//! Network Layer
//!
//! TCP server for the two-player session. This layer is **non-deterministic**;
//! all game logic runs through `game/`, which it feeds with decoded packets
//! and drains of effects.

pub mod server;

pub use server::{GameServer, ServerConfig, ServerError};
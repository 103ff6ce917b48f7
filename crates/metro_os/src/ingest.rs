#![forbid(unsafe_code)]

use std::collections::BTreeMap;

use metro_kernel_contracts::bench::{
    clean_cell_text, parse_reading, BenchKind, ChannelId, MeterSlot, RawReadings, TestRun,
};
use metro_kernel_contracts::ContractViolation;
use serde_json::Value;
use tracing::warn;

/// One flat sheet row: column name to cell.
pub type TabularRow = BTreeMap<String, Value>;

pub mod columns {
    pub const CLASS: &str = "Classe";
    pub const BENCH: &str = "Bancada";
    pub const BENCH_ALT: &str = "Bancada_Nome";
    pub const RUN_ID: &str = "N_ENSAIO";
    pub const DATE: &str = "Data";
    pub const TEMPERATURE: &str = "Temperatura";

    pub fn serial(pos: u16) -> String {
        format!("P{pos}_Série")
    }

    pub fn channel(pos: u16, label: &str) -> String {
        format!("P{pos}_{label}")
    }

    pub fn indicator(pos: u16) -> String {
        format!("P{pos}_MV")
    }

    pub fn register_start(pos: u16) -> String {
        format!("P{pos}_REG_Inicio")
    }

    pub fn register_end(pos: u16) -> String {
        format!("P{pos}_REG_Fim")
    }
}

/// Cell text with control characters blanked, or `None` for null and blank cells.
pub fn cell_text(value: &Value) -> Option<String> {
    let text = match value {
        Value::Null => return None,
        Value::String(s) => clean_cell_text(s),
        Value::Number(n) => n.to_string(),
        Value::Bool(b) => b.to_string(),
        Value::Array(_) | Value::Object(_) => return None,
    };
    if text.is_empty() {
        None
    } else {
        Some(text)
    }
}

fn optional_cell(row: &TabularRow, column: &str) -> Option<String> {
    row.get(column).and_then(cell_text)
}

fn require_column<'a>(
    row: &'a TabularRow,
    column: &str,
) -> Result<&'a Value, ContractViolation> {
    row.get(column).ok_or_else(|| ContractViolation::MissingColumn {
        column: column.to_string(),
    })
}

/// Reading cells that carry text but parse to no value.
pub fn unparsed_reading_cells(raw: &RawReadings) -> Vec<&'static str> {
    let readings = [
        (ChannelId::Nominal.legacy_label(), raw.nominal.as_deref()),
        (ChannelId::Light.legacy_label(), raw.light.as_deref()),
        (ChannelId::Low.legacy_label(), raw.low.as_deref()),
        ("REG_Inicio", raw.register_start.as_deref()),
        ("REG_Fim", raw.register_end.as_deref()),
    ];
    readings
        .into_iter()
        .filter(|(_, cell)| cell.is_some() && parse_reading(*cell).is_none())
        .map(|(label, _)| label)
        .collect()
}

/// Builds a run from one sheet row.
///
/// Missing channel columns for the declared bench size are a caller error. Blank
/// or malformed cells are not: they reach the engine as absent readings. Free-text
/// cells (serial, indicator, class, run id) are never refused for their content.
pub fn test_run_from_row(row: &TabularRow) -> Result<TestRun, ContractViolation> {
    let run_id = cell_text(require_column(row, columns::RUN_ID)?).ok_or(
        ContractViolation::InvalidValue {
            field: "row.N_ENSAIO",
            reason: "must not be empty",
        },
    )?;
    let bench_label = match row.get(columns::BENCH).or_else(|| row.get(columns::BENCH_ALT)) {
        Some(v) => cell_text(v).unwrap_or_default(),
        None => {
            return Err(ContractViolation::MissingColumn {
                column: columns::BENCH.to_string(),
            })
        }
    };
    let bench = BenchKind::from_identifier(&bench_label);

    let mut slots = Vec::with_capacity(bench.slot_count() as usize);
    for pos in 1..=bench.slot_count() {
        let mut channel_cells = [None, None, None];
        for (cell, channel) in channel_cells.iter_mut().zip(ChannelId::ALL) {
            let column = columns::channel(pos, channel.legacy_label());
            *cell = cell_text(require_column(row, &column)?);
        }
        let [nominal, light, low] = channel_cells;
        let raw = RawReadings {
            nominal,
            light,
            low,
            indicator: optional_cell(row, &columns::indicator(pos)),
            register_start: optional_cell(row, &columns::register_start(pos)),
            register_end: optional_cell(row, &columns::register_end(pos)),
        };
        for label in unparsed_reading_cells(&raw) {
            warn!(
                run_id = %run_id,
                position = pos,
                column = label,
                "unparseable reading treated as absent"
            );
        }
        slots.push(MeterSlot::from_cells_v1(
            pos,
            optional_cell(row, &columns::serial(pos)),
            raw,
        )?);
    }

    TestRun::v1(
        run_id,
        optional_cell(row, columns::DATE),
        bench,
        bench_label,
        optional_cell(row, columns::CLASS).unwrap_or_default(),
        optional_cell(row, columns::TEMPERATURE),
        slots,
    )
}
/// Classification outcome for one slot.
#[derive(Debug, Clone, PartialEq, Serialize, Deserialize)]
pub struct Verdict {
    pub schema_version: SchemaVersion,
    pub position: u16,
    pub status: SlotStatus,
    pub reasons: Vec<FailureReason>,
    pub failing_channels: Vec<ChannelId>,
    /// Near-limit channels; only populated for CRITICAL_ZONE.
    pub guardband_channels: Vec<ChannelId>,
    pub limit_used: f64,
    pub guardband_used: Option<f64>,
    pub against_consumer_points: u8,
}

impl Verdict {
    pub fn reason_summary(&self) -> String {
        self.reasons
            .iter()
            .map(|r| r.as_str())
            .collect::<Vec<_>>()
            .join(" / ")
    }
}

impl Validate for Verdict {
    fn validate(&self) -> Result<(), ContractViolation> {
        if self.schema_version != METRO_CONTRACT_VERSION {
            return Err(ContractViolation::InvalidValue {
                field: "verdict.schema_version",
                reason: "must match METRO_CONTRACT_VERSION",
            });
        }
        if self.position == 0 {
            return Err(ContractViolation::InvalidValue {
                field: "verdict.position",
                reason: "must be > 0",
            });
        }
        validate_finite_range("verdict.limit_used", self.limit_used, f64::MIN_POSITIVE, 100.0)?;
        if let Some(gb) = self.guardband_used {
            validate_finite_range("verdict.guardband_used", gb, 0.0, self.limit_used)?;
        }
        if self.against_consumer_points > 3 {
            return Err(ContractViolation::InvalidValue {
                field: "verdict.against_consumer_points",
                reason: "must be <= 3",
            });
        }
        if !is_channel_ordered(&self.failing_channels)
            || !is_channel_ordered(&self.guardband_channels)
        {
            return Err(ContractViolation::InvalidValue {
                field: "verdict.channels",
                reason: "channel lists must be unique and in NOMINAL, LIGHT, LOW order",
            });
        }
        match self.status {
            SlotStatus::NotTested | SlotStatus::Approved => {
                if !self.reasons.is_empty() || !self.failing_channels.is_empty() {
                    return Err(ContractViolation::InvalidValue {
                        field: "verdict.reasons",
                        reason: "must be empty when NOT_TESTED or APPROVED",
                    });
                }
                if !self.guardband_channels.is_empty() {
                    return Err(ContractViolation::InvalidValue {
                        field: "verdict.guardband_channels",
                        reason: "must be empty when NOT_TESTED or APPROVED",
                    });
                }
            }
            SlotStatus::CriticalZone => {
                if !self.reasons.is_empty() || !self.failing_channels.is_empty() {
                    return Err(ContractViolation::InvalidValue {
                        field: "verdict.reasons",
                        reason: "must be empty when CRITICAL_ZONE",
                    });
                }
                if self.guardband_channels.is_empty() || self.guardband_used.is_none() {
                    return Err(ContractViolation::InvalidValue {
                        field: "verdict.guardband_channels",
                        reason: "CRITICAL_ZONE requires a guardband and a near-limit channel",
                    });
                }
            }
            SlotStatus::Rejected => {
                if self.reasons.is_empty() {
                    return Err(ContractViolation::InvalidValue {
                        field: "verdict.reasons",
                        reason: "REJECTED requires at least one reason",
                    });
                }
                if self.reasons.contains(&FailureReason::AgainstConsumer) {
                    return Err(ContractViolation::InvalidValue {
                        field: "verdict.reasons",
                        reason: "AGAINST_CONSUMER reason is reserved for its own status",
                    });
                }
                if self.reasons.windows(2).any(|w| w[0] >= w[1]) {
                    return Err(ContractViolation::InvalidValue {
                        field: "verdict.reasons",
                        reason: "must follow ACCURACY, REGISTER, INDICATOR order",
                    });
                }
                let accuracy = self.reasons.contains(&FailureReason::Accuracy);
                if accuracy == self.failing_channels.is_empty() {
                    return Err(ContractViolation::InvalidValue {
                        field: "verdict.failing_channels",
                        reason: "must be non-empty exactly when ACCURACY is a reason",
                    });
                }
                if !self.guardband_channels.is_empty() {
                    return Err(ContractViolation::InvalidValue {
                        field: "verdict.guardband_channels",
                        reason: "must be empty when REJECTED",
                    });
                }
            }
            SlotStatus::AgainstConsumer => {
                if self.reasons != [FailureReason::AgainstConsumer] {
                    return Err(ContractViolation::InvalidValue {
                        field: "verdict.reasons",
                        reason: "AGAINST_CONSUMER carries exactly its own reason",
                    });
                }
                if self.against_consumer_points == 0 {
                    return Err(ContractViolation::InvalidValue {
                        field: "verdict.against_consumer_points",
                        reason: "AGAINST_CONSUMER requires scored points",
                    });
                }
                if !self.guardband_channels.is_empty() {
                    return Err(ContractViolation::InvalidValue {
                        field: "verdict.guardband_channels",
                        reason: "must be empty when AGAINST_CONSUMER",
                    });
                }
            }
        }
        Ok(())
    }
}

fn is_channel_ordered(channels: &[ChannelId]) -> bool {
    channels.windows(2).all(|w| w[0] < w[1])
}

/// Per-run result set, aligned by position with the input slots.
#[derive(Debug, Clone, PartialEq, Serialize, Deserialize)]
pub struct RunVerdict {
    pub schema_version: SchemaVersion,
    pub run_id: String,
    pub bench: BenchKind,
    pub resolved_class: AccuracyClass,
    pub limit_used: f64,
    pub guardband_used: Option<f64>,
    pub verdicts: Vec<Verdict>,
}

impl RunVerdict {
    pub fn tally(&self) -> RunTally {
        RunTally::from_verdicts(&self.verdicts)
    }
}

• YOUR TASK: Every line of the material that holds the word "impl" must be found and copied.

• ANSWER TO THIS PROBLEM:
impl Verdict {
impl Validate for Verdict {
impl RunVerdict {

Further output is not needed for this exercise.